> Instructions for the task: What you return must be the lines of the data that hold the word "close".

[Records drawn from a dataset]
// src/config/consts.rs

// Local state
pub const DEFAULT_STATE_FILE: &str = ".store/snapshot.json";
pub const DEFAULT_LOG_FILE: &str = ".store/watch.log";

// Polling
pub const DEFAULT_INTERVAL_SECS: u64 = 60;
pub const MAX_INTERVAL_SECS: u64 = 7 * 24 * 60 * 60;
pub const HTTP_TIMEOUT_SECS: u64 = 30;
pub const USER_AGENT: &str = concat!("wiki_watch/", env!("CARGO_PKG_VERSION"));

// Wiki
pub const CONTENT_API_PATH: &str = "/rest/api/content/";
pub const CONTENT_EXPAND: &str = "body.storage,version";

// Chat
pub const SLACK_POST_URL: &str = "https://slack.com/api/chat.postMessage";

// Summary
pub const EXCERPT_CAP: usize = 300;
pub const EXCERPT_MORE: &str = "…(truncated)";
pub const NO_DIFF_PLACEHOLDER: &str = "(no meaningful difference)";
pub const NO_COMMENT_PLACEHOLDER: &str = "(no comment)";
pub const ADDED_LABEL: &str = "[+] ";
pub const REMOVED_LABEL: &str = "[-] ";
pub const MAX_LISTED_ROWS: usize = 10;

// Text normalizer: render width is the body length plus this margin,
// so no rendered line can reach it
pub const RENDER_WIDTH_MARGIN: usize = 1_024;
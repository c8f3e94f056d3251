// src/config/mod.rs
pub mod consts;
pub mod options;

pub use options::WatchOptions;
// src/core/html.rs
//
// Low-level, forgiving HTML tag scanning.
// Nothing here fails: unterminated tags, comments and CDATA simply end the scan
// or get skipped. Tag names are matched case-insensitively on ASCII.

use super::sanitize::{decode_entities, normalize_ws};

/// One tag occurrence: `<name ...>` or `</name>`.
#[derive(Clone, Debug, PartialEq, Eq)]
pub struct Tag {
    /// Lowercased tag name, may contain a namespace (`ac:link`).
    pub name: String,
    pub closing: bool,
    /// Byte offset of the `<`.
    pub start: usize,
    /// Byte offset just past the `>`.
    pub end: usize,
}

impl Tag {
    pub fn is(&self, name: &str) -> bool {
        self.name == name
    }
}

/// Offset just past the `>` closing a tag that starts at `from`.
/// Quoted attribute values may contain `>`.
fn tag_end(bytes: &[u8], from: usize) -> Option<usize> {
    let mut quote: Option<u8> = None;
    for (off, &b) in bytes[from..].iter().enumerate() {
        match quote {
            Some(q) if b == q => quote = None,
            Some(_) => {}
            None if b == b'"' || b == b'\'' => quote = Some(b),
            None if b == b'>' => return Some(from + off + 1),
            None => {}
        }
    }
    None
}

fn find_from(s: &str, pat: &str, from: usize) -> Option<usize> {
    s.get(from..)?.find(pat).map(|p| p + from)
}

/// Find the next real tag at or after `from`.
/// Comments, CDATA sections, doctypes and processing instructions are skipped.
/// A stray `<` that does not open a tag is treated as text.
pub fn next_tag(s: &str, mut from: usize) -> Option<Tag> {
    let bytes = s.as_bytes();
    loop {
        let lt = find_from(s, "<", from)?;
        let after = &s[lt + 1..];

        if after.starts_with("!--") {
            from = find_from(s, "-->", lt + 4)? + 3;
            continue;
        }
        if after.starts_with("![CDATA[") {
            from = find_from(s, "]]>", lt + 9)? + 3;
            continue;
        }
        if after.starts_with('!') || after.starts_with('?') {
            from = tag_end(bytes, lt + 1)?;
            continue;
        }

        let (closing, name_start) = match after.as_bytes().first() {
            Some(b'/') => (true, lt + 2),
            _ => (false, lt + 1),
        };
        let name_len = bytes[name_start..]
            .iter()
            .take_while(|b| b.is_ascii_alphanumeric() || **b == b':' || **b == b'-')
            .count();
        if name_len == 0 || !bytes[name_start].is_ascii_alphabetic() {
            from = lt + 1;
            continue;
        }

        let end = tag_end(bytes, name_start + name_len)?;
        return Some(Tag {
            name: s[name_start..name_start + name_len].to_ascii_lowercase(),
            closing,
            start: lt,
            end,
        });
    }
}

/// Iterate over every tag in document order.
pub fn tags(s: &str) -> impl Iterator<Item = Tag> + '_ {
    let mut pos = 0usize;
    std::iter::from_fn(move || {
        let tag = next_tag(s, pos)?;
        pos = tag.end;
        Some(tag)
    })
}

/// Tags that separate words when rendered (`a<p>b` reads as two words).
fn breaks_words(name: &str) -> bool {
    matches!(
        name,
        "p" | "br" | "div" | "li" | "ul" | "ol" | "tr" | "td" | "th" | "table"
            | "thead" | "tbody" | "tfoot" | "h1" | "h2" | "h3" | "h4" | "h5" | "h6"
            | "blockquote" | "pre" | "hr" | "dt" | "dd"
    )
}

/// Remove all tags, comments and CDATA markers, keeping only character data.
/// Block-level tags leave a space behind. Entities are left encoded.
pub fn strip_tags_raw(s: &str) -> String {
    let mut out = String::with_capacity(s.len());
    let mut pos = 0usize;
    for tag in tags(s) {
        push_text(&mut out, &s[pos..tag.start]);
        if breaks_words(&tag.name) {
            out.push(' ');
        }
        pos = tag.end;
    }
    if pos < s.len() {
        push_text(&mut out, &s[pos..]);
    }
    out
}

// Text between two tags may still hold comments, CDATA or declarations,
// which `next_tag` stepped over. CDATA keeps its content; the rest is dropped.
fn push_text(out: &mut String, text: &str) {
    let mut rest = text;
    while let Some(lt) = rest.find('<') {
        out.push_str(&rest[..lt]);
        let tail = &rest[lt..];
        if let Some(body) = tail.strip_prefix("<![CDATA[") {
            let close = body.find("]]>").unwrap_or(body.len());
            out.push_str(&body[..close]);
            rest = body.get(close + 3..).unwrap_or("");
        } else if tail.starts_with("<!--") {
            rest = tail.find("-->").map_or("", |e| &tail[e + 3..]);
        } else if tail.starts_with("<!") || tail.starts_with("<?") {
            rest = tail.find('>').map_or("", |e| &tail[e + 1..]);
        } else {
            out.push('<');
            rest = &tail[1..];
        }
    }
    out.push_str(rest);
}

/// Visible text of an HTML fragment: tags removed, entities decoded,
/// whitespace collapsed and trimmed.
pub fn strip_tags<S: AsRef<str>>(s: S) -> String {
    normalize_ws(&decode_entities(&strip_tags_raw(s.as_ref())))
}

> Written response:
            let close = body.find("]]>").unwrap_or(body.len());
            out.push_str(&body[..close]);
            rest = body.get(close + 3..).unwrap_or("");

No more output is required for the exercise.